Data items:
+ + +
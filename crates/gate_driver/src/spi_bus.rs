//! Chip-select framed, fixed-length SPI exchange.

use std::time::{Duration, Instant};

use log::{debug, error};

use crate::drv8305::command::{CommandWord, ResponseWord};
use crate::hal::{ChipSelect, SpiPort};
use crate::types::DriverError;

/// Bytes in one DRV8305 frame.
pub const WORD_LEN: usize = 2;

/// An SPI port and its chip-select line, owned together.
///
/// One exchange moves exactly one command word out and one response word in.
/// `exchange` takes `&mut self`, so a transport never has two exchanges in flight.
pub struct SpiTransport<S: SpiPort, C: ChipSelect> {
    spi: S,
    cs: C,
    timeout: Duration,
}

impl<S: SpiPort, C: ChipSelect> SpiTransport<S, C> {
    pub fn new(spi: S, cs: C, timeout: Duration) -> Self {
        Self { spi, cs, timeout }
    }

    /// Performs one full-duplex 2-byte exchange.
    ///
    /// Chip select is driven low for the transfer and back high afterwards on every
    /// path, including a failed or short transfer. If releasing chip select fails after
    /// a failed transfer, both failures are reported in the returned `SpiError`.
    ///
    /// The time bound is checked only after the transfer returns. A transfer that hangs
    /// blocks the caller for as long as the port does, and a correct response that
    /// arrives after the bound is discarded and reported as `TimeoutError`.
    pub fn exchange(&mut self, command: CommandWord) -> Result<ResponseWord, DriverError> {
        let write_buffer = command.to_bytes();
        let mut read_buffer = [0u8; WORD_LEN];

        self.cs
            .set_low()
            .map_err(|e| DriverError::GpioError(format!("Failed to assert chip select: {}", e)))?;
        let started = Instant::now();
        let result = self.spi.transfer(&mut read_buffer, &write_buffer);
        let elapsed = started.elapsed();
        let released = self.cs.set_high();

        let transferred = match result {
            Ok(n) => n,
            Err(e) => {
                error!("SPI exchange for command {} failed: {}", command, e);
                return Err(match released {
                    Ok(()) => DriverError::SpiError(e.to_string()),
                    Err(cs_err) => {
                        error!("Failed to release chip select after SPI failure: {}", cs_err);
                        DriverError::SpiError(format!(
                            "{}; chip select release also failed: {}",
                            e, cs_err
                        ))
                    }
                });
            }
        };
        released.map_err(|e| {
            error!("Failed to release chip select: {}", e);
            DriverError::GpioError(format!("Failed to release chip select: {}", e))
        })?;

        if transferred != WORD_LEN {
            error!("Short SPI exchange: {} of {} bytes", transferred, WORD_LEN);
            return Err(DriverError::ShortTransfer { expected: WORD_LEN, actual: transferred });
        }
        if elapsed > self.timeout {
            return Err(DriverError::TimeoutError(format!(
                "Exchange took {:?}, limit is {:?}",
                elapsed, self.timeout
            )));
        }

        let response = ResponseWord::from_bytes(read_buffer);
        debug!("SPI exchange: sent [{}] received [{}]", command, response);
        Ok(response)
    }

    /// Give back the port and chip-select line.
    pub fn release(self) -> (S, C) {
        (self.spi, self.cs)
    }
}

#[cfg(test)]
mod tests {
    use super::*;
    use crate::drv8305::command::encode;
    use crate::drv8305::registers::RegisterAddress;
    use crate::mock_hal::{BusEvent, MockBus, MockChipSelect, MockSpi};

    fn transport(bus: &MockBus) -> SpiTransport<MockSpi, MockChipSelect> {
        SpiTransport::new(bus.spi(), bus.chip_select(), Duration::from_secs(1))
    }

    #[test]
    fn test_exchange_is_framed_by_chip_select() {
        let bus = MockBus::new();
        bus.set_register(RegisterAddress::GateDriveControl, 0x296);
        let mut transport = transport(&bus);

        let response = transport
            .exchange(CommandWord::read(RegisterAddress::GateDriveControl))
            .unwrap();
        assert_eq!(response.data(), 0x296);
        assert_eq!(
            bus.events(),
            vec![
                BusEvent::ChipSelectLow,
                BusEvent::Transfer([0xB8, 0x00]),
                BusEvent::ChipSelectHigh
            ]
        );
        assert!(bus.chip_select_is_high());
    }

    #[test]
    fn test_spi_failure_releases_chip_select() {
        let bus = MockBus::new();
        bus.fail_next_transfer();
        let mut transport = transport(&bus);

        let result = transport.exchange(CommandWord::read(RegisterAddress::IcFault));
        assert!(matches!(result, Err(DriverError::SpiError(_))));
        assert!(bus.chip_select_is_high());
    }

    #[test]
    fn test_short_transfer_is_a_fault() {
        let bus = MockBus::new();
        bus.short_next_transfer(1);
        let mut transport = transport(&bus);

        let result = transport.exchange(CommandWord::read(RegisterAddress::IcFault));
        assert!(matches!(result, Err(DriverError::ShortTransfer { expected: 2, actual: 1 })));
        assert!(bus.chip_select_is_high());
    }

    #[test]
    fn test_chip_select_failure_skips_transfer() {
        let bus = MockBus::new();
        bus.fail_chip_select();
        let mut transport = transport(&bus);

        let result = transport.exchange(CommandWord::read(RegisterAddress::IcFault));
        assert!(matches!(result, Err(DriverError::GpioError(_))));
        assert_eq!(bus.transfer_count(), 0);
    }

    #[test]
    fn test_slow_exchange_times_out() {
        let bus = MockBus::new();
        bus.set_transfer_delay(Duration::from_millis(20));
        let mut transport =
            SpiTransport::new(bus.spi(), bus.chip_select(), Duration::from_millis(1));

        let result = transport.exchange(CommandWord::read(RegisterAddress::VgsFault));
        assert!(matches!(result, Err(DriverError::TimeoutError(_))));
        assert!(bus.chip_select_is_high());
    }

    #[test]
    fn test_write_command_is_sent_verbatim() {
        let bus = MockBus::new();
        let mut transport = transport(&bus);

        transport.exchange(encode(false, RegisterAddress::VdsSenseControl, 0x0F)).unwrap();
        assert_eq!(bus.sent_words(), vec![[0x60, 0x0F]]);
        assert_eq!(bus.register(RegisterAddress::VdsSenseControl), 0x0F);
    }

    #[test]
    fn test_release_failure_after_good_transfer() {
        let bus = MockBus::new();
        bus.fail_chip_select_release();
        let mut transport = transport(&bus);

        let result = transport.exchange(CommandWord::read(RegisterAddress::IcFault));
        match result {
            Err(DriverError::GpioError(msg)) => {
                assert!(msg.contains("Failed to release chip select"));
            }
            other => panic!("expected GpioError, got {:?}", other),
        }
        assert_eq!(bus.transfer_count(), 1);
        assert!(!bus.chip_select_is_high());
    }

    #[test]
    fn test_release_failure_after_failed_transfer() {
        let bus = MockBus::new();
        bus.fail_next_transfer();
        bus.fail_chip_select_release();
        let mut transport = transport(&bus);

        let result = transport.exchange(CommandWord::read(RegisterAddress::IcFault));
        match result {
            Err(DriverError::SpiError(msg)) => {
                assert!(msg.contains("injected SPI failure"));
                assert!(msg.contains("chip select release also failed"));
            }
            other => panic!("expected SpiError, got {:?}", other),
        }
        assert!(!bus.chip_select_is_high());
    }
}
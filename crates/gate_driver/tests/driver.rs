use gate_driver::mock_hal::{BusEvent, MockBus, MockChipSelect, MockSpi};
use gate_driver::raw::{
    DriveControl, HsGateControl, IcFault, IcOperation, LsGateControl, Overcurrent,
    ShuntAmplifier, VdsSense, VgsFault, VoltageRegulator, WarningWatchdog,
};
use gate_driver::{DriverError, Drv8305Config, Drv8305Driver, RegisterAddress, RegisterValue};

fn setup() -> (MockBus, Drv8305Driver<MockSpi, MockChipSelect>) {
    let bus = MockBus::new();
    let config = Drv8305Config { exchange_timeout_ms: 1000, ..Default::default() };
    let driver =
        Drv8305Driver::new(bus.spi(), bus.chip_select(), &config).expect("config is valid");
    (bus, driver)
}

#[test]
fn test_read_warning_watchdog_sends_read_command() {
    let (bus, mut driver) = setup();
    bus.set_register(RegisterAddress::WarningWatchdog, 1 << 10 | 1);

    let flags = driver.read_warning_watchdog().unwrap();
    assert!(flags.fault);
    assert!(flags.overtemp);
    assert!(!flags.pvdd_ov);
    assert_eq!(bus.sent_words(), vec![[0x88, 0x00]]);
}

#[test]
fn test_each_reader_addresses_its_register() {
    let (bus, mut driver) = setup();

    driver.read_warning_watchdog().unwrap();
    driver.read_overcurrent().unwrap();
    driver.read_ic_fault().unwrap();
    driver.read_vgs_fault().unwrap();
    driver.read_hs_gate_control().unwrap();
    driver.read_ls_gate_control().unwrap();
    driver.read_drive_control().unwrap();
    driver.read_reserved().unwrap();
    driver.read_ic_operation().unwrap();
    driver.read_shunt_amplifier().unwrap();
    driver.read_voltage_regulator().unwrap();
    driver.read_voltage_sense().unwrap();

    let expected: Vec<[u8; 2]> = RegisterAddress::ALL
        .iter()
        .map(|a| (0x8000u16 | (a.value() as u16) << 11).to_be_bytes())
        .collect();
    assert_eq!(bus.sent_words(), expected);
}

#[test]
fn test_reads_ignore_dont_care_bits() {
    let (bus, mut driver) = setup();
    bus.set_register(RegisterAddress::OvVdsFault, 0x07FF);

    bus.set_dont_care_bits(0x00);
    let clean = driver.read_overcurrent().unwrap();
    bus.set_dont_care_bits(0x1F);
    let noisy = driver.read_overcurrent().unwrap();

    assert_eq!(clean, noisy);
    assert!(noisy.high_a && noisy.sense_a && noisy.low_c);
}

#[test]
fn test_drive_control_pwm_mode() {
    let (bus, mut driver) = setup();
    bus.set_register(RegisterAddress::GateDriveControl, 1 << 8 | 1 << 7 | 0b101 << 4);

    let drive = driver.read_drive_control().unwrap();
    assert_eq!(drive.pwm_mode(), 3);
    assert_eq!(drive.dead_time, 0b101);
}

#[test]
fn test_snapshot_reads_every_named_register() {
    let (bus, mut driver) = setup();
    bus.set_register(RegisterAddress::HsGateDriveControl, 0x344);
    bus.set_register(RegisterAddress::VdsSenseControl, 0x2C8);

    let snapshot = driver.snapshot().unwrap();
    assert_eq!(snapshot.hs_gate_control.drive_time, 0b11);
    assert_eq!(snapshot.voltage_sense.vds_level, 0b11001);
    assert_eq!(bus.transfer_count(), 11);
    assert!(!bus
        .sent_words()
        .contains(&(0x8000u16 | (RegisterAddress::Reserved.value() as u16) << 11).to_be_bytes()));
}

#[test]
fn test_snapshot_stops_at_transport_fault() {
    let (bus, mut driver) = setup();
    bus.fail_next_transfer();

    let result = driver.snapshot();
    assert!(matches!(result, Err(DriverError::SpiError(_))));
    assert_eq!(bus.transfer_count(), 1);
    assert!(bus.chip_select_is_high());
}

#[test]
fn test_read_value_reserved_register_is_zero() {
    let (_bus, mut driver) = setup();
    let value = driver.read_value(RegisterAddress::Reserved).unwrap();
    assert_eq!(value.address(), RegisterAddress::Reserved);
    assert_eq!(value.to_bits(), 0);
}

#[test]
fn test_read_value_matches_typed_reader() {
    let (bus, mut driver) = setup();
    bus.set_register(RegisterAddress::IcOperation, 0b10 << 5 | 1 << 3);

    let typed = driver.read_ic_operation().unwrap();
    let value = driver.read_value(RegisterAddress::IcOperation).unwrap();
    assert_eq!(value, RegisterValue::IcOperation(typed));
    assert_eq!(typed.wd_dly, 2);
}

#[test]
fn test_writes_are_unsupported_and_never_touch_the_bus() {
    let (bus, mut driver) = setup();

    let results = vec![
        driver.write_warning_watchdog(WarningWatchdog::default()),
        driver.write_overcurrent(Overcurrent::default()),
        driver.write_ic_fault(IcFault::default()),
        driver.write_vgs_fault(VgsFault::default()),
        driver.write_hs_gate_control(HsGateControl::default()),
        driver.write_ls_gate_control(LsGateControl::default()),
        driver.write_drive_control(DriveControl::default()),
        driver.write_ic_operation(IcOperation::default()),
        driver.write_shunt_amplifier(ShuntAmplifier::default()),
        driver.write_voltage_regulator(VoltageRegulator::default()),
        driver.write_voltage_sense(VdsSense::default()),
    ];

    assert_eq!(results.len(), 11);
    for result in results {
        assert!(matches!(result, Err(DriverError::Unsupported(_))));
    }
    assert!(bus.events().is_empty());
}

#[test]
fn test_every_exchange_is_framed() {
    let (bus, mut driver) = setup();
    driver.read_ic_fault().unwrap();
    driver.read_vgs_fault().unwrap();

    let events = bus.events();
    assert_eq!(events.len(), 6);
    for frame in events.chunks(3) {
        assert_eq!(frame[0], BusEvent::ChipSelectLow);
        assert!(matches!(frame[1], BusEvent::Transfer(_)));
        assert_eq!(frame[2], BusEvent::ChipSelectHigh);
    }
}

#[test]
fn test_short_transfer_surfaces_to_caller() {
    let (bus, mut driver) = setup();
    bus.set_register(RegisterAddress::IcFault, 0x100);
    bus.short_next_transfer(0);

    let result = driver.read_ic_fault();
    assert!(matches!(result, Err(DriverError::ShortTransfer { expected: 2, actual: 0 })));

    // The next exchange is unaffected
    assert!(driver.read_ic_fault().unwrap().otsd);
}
+ + +
Task details: Of the entries above, repeat exactly the lines from the line with "let expected: Vec<[u8;" through the line with "value = driver.read_value(RegisterAddress::Reserved).unwrap();", both of them included.

The answer:
    let expected: Vec<[u8; 2]> = RegisterAddress::ALL
        .iter()
        .map(|a| (0x8000u16 | (a.value() as u16) << 11).to_be_bytes())
        .collect();
    assert_eq!(bus.sent_words(), expected);
}

#[test]
fn test_reads_ignore_dont_care_bits() {
    let (bus, mut driver) = setup();
    bus.set_register(RegisterAddress::OvVdsFault, 0x07FF);

    bus.set_dont_care_bits(0x00);
    let clean = driver.read_overcurrent().unwrap();
    bus.set_dont_care_bits(0x1F);
    let noisy = driver.read_overcurrent().unwrap();

    assert_eq!(clean, noisy);
    assert!(noisy.high_a && noisy.sense_a && noisy.low_c);
}

#[test]
fn test_drive_control_pwm_mode() {
    let (bus, mut driver) = setup();
    bus.set_register(RegisterAddress::GateDriveControl, 1 << 8 | 1 << 7 | 0b101 << 4);

    let drive = driver.read_drive_control().unwrap();
    assert_eq!(drive.pwm_mode(), 3);
    assert_eq!(drive.dead_time, 0b101);
}

#[test]
fn test_snapshot_reads_every_named_register() {
    let (bus, mut driver) = setup();
    bus.set_register(RegisterAddress::HsGateDriveControl, 0x344);
    bus.set_register(RegisterAddress::VdsSenseControl, 0x2C8);

    let snapshot = driver.snapshot().unwrap();
    assert_eq!(snapshot.hs_gate_control.drive_time, 0b11);
    assert_eq!(snapshot.voltage_sense.vds_level, 0b11001);
    assert_eq!(bus.transfer_count(), 11);
    assert!(!bus
        .sent_words()
        .contains(&(0x8000u16 | (RegisterAddress::Reserved.value() as u16) << 11).to_be_bytes()));
}

#[test]
fn test_snapshot_stops_at_transport_fault() {
    let (bus, mut driver) = setup();
    bus.fail_next_transfer();

    let result = driver.snapshot();
    assert!(matches!(result, Err(DriverError::SpiError(_))));
    assert_eq!(bus.transfer_count(), 1);
    assert!(bus.chip_select_is_high());
}

#[test]
fn test_read_value_reserved_register_is_zero() {
    let (_bus, mut driver) = setup();
    let value = driver.read_value(RegisterAddress::Reserved).unwrap();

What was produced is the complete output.